The growing popularity of soccer in the United States has much to do with the success of the women's teams, which also explains why the sport is anomalously popular with American girls.

You can't help wondering what kind of grownup mind is dissatisfied about an absence of clear winners: "No other "sport" ends in as many scoreless ties as soccer." -- Guess what: Life is full of tied scores. And that's okay: you learn to live with it. It's good for children to see that it's not always about "the win", but it is always about the game. Besides, sometimes the game ending in a draw is the most exciting.

This one is a little twisted: "The prospect of either personal humiliation or major injury is required to count as a sport."

Wait - what? In most of the world, sport is play; sport is joy. It is where you and your mates have a friendly match, to unwind. International level sports may be regarded as a form of warfare, but the whole point of it is that it is "sublimated", that is to say, non-violent. I think we are now past the stage where the winning team gets to massacre (in a literal sense) the other players before inseminating their wives and girlfriends - wouldn't you agree?

This is underscored by how the teams exchange shirts after the game. You may be squeamish about the personal hygiene, but shirt swapping is an expression of friendship and respect, no matter how hard the game was played. It's called sportsmanship.

Mind you: people weep at their team's loss, and quite publicly so. Fans of American football are seldom that emotionally vested in the game, or their team.

I guess a writer would be bothered by this: "You can't use your hands in soccer." -- But hey, sometimes less is more. And putting on restrictions - such as no hands - makes a game more interesting. On the other hand, heads are put to brilliant use; just look at Van Persie's celebrated air-borne score for the Netherlands early in the 2014 World Cup. For those who really are into their hands, there's handball, also virtually unknown in the US. Snowboarding seems to be popular around here, that uses neither hands nor heads.

More off-topic and off-the-mark whining: "I resent the force-fed aspect of soccer." Millions of people crave soccer. Soccer is the most democratic of games.

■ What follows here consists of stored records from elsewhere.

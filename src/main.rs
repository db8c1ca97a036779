//! # DocsQA CLI (`dqa`)
//!
//! The `dqa` binary is the operator interface for a QA Foundry backend. It
//! provides commands for collection management, data source registration and
//! synchronization, batched uploads, streaming question answering, RAG app
//! packaging, and the companion static/proxy server.
//!
//! ## Usage
//!
//! ```bash
//! dqa --config ./config/dqa.toml <command>
//! ```
//!
//! ## Commands
//!
//! | Command | Description |
//! |---------|-------------|
//! | `dqa collections ...` | List, inspect, create, delete, link, unlink |
//! | `dqa sources ...` | List and register data sources |
//! | `dqa upload <dir>` | Upload a directory via the batched signed-URL protocol |
//! | `dqa sync <collection>` | Trigger ingestion runs for linked sources |
//! | `dqa runs <collection>` | List runs or poll one run's status |
//! | `dqa models` | List enabled chat models |
//! | `dqa apps ...` | Manage embeddable RAG applications |
//! | `dqa ask "<question>"` | Stream an answer for a collection |
//! | `dqa serve` | Serve SPA assets and reverse-proxy the backend |

mod apps;
mod ask;
mod cache;
mod chat_models;
mod client;
mod collections;
mod config;
mod datasources;
mod models;
mod serve;
mod stream;
mod upload;
mod validate;

use clap::{Parser, Subcommand};
use std::path::PathBuf;

/// DocsQA CLI — manage collections, data sources, and streaming Q&A against
/// a QA Foundry backend.
///
/// All commands accept a `--config` flag pointing to a TOML configuration
/// file. See `config/dqa.example.toml` for a full example.
#[derive(Parser)]
#[command(
    name = "dqa",
    about = "DocsQA — collections, data sources, and streaming Q&A for a QA Foundry backend",
    version
)]
struct Cli {
    /// Path to configuration file (TOML).
    #[arg(long, global = true, default_value = "./config/dqa.toml")]
    config: PathBuf,

    #[command(subcommand)]
    command: Commands,
}

#[derive(Subcommand)]
enum Commands {
    /// Manage collections.
    Collections {
        #[command(subcommand)]
        action: CollectionsAction,
    },

    /// Manage data sources.
    Sources {
        #[command(subcommand)]
        action: SourcesAction,
    },

    /// Upload a local directory as a data source.
    ///
    /// Files are uploaded through signed URLs in batches of up to 50 paths;
    /// PUTs inside a batch run concurrently, batches run sequentially. Failed
    /// files are reported and excluded; the directory is registered once at
    /// the end.
    Upload {
        /// Directory to upload.
        dir: PathBuf,

        /// Name for the upload directory (defaults to a generated id).
        #[arg(long)]
        name: Option<String>,
    },

    /// Trigger ingestion runs for a collection's linked sources.
    Sync {
        /// Collection name.
        collection: String,

        /// Sync only this data source fqn (defaults to every linked source).
        #[arg(long)]
        source: Option<String>,
    },

    /// List ingestion runs, or show one run's status.
    Runs {
        /// Collection name.
        collection: String,

        /// Show the current status of this run instead of listing.
        #[arg(long)]
        run: Option<String>,
    },

    /// List chat models enabled on the backend.
    Models,

    /// Manage embeddable RAG applications.
    Apps {
        #[command(subcommand)]
        action: AppsAction,
    },

    /// Ask a question against a collection, streaming the answer.
    Ask {
        /// The question.
        question: String,

        /// Collection to query.
        #[arg(long)]
        collection: String,

        /// Chat model (defaults to `[query].model`, then the backend's first).
        #[arg(long)]
        model: Option<String>,

        /// Retriever name (defaults to `[query].retriever`).
        #[arg(long)]
        retriever: Option<String>,

        /// Number of chunks to retrieve (defaults to `[query].top_k`).
        #[arg(long)]
        top_k: Option<usize>,
    },

    /// Serve the compiled SPA and reverse-proxy the backend APIs.
    Serve,
}

#[derive(Subcommand)]
enum CollectionsAction {
    /// List all collections.
    List,
    /// Show one collection with its linked data sources.
    Get { name: String },
    /// Create a collection with an embedding configuration.
    Create {
        name: String,
        #[arg(long)]
        description: Option<String>,
        /// Embedding model (e.g. `openai-main/text-embedding-3-small`).
        #[arg(long)]
        model: String,
        #[arg(long)]
        chunk_size: Option<usize>,
    },
    /// Delete a collection.
    Delete { name: String },
    /// Link a data source to a collection.
    Link { name: String, source_fqn: String },
    /// Unlink a data source from a collection.
    Unlink { name: String, source_fqn: String },
}

#[derive(Subcommand)]
enum SourcesAction {
    /// List all registered data sources.
    List,
    /// Register a web page or site for crawling.
    AddWeb { url: String },
    /// Register a structured database by connection URI.
    AddStructured { uri: String },
    /// Delete a data source by fqn.
    Delete { fqn: String },
}

#[derive(Subcommand)]
enum AppsAction {
    /// List all RAG apps.
    List,
    /// Show one app's configuration.
    Get { name: String },
    /// Save a collection + model + retriever + prompt as an app.
    Create {
        name: String,
        #[arg(long)]
        collection: String,
        #[arg(long)]
        model: String,
        #[arg(long)]
        retriever: Option<String>,
        #[arg(long)]
        top_k: Option<usize>,
        #[arg(long)]
        prompt: Option<String>,
    },
    /// Delete an app.
    Delete { name: String },
    /// Print the HTML snippet that embeds an app.
    EmbedSnippet { name: String },
}

#[tokio::main]
async fn main() -> anyhow::Result<()> {
    let cli = Cli::parse();
    let cfg = config::load_config(&cli.config)?;

    match cli.command {
        Commands::Collections { action } => match action {
            CollectionsAction::List => collections::run_list(&cfg).await?,
            CollectionsAction::Get { name } => collections::run_get(&cfg, &name).await?,
            CollectionsAction::Create {
                name,
                description,
                model,
                chunk_size,
            } => collections::run_create(&cfg, &name, description, &model, chunk_size).await?,
            CollectionsAction::Delete { name } => collections::run_delete(&cfg, &name).await?,
            CollectionsAction::Link { name, source_fqn } => {
                collections::run_link(&cfg, &name, &source_fqn).await?
            }
            CollectionsAction::Unlink { name, source_fqn } => {
                collections::run_unlink(&cfg, &name, &source_fqn).await?
            }
        },
        Commands::Sources { action } => match action {
            SourcesAction::List => datasources::run_list(&cfg).await?,
            SourcesAction::AddWeb { url } => datasources::run_add_web(&cfg, &url).await?,
            SourcesAction::AddStructured { uri } => {
                datasources::run_add_structured(&cfg, &uri).await?
            }
            SourcesAction::Delete { fqn } => datasources::run_delete(&cfg, &fqn).await?,
        },
        Commands::Upload { dir, name } => upload::run_upload(&cfg, &dir, name).await?,
        Commands::Sync { collection, source } => {
            collections::run_sync(&cfg, &collection, source).await?
        }
        Commands::Runs { collection, run } => collections::run_runs(&cfg, &collection, run).await?,
        Commands::Models => chat_models::run_list(&cfg).await?,
        Commands::Apps { action } => match action {
            AppsAction::List => apps::run_list(&cfg).await?,
            AppsAction::Get { name } => apps::run_get(&cfg, &name).await?,
            AppsAction::Create {
                name,
                collection,
                model,
                retriever,
                top_k,
                prompt,
            } => {
                apps::run_create(&cfg, &name, &collection, &model, retriever, top_k, prompt).await?
            }
            AppsAction::Delete { name } => apps::run_delete(&cfg, &name).await?,
            AppsAction::EmbedSnippet { name } => apps::run_embed_snippet(&cfg, &name).await?,
        },
        Commands::Ask {
            question,
            collection,
            model,
            retriever,
            top_k,
        } => ask::run_ask(&cfg, &question, &collection, model, retriever, top_k).await?,
        Commands::Serve => serve::run_server(&cfg).await?,
    }

    Ok(())
}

Got a pitch - any pitch - and something that rolls, a few buddies, and you've got a game. On the other hand: only in the US can a single corporation buy the rights to showing the game so that you're out of luck if you don't happen to be paying for the right cable channels. That's just bizarre. That you can rightly resent.

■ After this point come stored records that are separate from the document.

//! Batched signed-URL upload protocol.
//!
//! Uploading a local directory is a three-step dance with the backend:
//!
//! 1. request signed upload slots for up to [`MAX_PATHS_PER_BATCH`] relative
//!    paths at a time;
//! 2. PUT each file to its signed URL — concurrently within a batch, with
//!    batches awaited sequentially;
//! 3. register the upload directory as a `localdir` data source.
//!
//! A failed file is logged to stderr and excluded from the completed set;
//! there is no retry and no abort. The registration happens once per upload,
//! after every batch has settled.

use anyhow::{bail, Context, Result};
use globset::{Glob, GlobSet, GlobSetBuilder};
use std::path::{Path, PathBuf};
use tokio::task::JoinSet;
use uuid::Uuid;
use walkdir::WalkDir;

use crate::client::FoundryClient;
use crate::config::{Config, UploadConfig};
use crate::models::{DataSource, DataSourceType};
use crate::validate;

/// The signed-slot endpoint rejects requests with more paths than this.
pub const MAX_PATHS_PER_BATCH: usize = 50;

/// A file selected for upload.
#[derive(Debug, Clone)]
pub struct LocalFile {
    /// Path relative to the upload root, forward-slashed.
    pub relative: String,
    pub absolute: PathBuf,
    pub size: u64,
}

/// Result of one upload: the registered data source plus which relative
/// paths made it and which did not.
#[derive(Debug)]
pub struct UploadOutcome {
    pub data_source: DataSource,
    pub upload_name: String,
    pub completed: Vec<String>,
    pub failed: Vec<String>,
}

/// Scan `root` for files matching the configured globs, sorted by relative
/// path for deterministic batching.
pub fn scan_upload_dir(root: &Path, config: &UploadConfig) -> Result<Vec<LocalFile>> {
    if !root.is_dir() {
        bail!("upload root is not a directory: {}", root.display());
    }

    let include_set = build_globset(&config.include_globs)?;
    let mut default_excludes = vec![
        "**/.git/**".to_string(),
        "**/node_modules/**".to_string(),
        "**/.DS_Store".to_string(),
    ];
    default_excludes.extend(config.exclude_globs.clone());
    let exclude_set = build_globset(&default_excludes)?;

    let mut files = Vec::new();
    for entry in WalkDir::new(root) {
        let entry = entry?;
        if !entry.file_type().is_file() {
            continue;
        }
        let path = entry.path();
        let relative = path.strip_prefix(root).unwrap_or(path);
        let rel_str = relative.to_string_lossy().replace('\\', "/");

        if exclude_set.is_match(&rel_str) || !include_set.is_match(&rel_str) {
            continue;
        }

        let size = entry.metadata()?.len();
        files.push(LocalFile {
            relative: rel_str,
            absolute: path.to_path_buf(),
            size,
        });
    }

    files.sort_by(|a, b| a.relative.cmp(&b.relative));
    Ok(files)
}

fn build_globset(patterns: &[String]) -> Result<GlobSet> {
    let mut builder = GlobSetBuilder::new();
    for pattern in patterns {
        builder.add(Glob::new(pattern)?);
    }
    Ok(builder.build()?)
}

/// Split files into slot-request batches. `batch_size` is clamped to
/// `1..=`[`MAX_PATHS_PER_BATCH`].
pub fn partition_batches<T: Clone>(items: &[T], batch_size: usize) -> Vec<Vec<T>> {
    let size = batch_size.clamp(1, MAX_PATHS_PER_BATCH);
    items.chunks(size).map(|c| c.to_vec()).collect()
}

/// Upload a directory and register it as a data source.
pub async fn upload_directory(
    client: &FoundryClient,
    config: &UploadConfig,
    dir: &Path,
    upload_name: Option<String>,
) -> Result<UploadOutcome> {
    let files = scan_upload_dir(dir, config)?;
    if files.is_empty() {
        bail!("no files matched under {}", dir.display());
    }

    let total_bytes: u64 = files.iter().map(|f| f.size).sum();
    validate::check_upload_size(total_bytes, config.max_file_mb)?;

    let upload_name = upload_name.unwrap_or_else(|| format!("upload-{}", Uuid::new_v4()));

    let mut completed = Vec::new();
    let mut failed = Vec::new();

    for batch in partition_batches(&files, config.batch_size) {
        let paths: Vec<String> = batch.iter().map(|f| f.relative.clone()).collect();
        let slots = client
            .request_upload_slots(&upload_name, &paths)
            .await
            .context("signed upload slot request failed")?;

        let mut tasks: JoinSet<(String, Result<()>)> = JoinSet::new();
        for file in batch {
            let Some(url) = slots.get(&file.relative).cloned() else {
                eprintln!("Warning: no upload slot returned for {}", file.relative);
                failed.push(file.relative.clone());
                continue;
            };
            let http = client.http_client();
            let relative = file.relative.clone();
            let absolute = file.absolute.clone();
            tasks.spawn(async move {
                let result = put_file(&http, &url, &absolute).await;
                (relative, result)
            });
        }

        // The whole batch settles before the next slot request goes out.
        while let Some(joined) = tasks.join_next().await {
            match joined {
                Ok((relative, Ok(()))) => completed.push(relative),
                Ok((relative, Err(e))) => {
                    eprintln!("Warning: upload failed for {}: {}", relative, e);
                    failed.push(relative);
                }
                Err(e) => eprintln!("Warning: upload task aborted: {}", e),
            }
        }
    }

    completed.sort();
    failed.sort();

    if completed.is_empty() {
        bail!("no files uploaded successfully; not registering a data source");
    }

    let data_source = client
        .create_data_source(
            DataSourceType::Localdir,
            &upload_name,
            serde_json::json!({ "file_count": completed.len() }),
        )
        .await
        .context("registering uploaded directory failed")?;

    Ok(UploadOutcome {
        data_source,
        upload_name,
        completed,
        failed,
    })
}

async fn put_file(http: &reqwest::Client, url: &str, path: &Path) -> Result<()> {
    let bytes = tokio::fs::read(path)
        .await
        .with_context(|| format!("reading {}", path.display()))?;
    let resp = http.put(url).body(bytes).send().await?;
    if !resp.status().is_success() {
        bail!("signed upload returned {}", resp.status());
    }
    Ok(())
}

/// CLI entry: upload a directory and print a summary.
pub async fn run_upload(config: &Config, dir: &Path, name: Option<String>) -> Result<()> {
    let client = FoundryClient::new(&config.backend)?;
    let outcome = upload_directory(&client, &config.upload, dir, name).await?;

    println!("upload {}", outcome.upload_name);
    println!("  uploaded: {} files", outcome.completed.len());
    if !outcome.failed.is_empty() {
        println!("  failed: {} files", outcome.failed.len());
        for path in &outcome.failed {
            println!("    {}", path);
        }
    }
    println!("  data source: {}", outcome.data_source.fqn);
    println!("ok");
    Ok(())
}

#[cfg(test)]
mod tests {
    use super::*;

    #[test]
    fn partitions_respect_the_slot_cap() {
        let paths: Vec<String> = (0..120).map(|i| format!("f{}", i)).collect();
        let batches = partition_batches(&paths, 50);
        assert_eq!(batches.len(), 3);
        assert_eq!(batches[0].len(), 50);
        assert_eq!(batches[2].len(), 20);

        // Oversized requests get clamped, zero is bumped to one per batch
        assert_eq!(partition_batches(&paths, 500)[0].len(), 50);
        assert_eq!(partition_batches(&paths[..2], 0).len(), 2);
    }

    #[test]
    fn scan_is_sorted_and_filtered() {
        let tmp = tempfile::TempDir::new().unwrap();
        std::fs::create_dir_all(tmp.path().join("sub")).unwrap();
        std::fs::write(tmp.path().join("b.md"), "b").unwrap();
        std::fs::write(tmp.path().join("a.md"), "a").unwrap();
        std::fs::write(tmp.path().join("sub/c.txt"), "c").unwrap();
        std::fs::write(tmp.path().join("skip.log"), "x").unwrap();

        let config = UploadConfig {
            include_globs: vec!["**/*.md".to_string(), "**/*.txt".to_string()],
            ..UploadConfig::default()
        };
        let files = scan_upload_dir(tmp.path(), &config).unwrap();
        let rel: Vec<&str> = files.iter().map(|f| f.relative.as_str()).collect();
        assert_eq!(rel, vec!["a.md", "b.md", "sub/c.txt"]);
    }
}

And more whining: "I note that we don't have to be endlessly told how exciting football is." Umm: If you understand the game, you don't need to be told how exciting it is. Like baseball, which is ostensibly about a bunch of guys standing around trying to suck in their bellies.

Then Coulter finally comes to the crux: "It's foreign."

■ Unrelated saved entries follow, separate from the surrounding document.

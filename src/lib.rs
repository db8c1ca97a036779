//! # DocsQA Harness
//!
//! A client, CLI, and companion server for the QA Foundry
//! document-question-answering API.
//!
//! QA Foundry owns all of the heavy machinery — parsing, chunking, embedding,
//! retrieval, ranking. This crate is the operator-facing surface in front of
//! it: manage collections of ingested documents, attach and synchronize data
//! sources, upload local directories through the batched signed-URL protocol,
//! stream answers over server-sent events, and package a configured Q&A flow
//! as an embeddable RAG application.
//!
//! ## Architecture
//!
//! ```text
//! ┌──────────┐   ┌───────────────┐   ┌──────────────┐
//! │   CLI    │──▶│ FoundryClient │──▶│  QA Foundry  │
//! │  (dqa)   │   │  REST + SSE   │   │   backend    │
//! └──────────┘   └──────┬────────┘   └──────────────┘
//!                       │
//!                 ┌─────┴───────┐
//!                 │ QueryCache  │
//!                 │ (tag-based) │
//!                 └─────────────┘
//! ```
//!
//! ## Quick Start
//!
//! ```bash
//! dqa collections create my-docs --model openai-main/text-embedding-3-small
//! dqa upload ./docs --name my-docs-upload
//! dqa collections link my-docs localdir::my-docs-upload
//! dqa sync my-docs
//! dqa ask "How do I deploy?" --collection my-docs
//! dqa serve                     # static assets + backend reverse proxy
//! ```
//!
//! ## Modules
//!
//! | Module | Purpose |
//! |--------|---------|
//! | [`config`] | TOML configuration parsing |
//! | [`models`] | Wire types mirrored from the backend |
//! | [`validate`] | Form validation (names, URLs, upload size) |
//! | [`cache`] | Tag-indexed query-result cache |
//! | [`client`] | Typed REST client for QA Foundry |
//! | [`stream`] | SSE parsing and streamed answer assembly |
//! | [`upload`] | Batched signed-URL upload protocol |
//! | [`serve`] | Static asset + reverse-proxy server |

pub mod apps;
pub mod ask;
pub mod cache;
pub mod chat_models;
pub mod client;
pub mod collections;
pub mod config;
pub mod datasources;
pub mod models;
pub mod serve;
pub mod stream;
pub mod upload;
pub mod validate;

Ahh. -- But so what. Vive la différence, non? So far, nobody else has taken up American football, either. Or bowling or pool. Or baseball (except for the Japanese). And that's okay.

"Soccer is like the metric system, which liberals also adore because it's European." Whaa? This is the bit that leaves me nonplussed. What does the metric system have to do with the price of beans? Except of course, to emphasise that the world has gone that way. All of it, except for Liberia, Myanmar - and the USA. I find it amusing that the USA insists on keeping as an official measure the length of the foot of a long-dead monarch from its erstwhile colonial master. (This would be Henry VIII, who had literally an enormous footprint for his day).

In a globalised age, Americans remain stubbornly insular. Speaking only one language, cleaving to an obsolete measuring system, financially sequestered from the rest of the world, and entertaining outmoded ideas about personal transportation and personal defense: in short, a peculiar bubble of its own. Maybe, just maybe, soccer is the way to coax it out of its lonely corner.

Ann Coulter may be a syndicated columnist but she doesn't understand soccer which everybody else calls football - you know, because you use your feet. For the real lowdown, try Simon Kuper, a columnist at the Financial Times who writes knowledgeably - and well - about football and the anthropology of football.